// SPDX-License-Identifier: GPL-3.0-only

//! Terminal front-end for the capture session
//!
//! Renders the live preview with Unicode half-block characters and drives
//! [`CameraSession`] from key presses. Also hosts the two collaborator
//! screens the session navigates to: the permission screen and the review
//! screen.

use crate::app::layout::{self, ArcSide, RadialButton};
use crate::app::panels::{exposure_label, zoom_label};
use crate::app::permissions::{PermissionSource, PermissionState, PermissionStatus, StaticPermissions};
use crate::app::{
    CameraSession, Command, Message, PanelVisibility, Route, SessionScreen, SessionSettings,
};
use crate::backends::camera::VirtualCameraBackend;
use crate::config::Config;
use crate::errors::AppError;
use crate::pipelines::photo::CapturedMedia;
use crate::storage::{GalleryDirectory, MediaLibrary, discard_capture, latest_photo};

use crossterm::{
    event::{self, Event, KeyCode, KeyEventKind, KeyModifiers},
    execute,
    terminal::{EnterAlternateScreen, LeaveAlternateScreen, disable_raw_mode, enable_raw_mode},
};
use futures::channel::mpsc;
use image::RgbImage;
use ratatui::{
    Terminal,
    backend::CrosstermBackend,
    buffer::Buffer,
    layout::{Constraint, Layout, Rect},
    style::{Color, Modifier, Style},
    widgets::Widget,
};
use std::io::{self, stdout};
use std::path::{Path, PathBuf};
use std::sync::Arc;
use std::time::Duration;
use tracing::{error, info};

/// Logical points per terminal cell, used to map the radial layout
const CELL_WIDTH: f64 = 8.0;
const CELL_HEIGHT: f64 = 16.0;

**Exercise**
Check each line of the entries for the string "CameraSession". Copy the lines that have it.

**Answer to the problem**
//! [`CameraSession`] from key presses. Also hosts the two collaborator
    CameraSession, Command, Message, PanelVisibility, Route, SessionScreen, SessionSettings,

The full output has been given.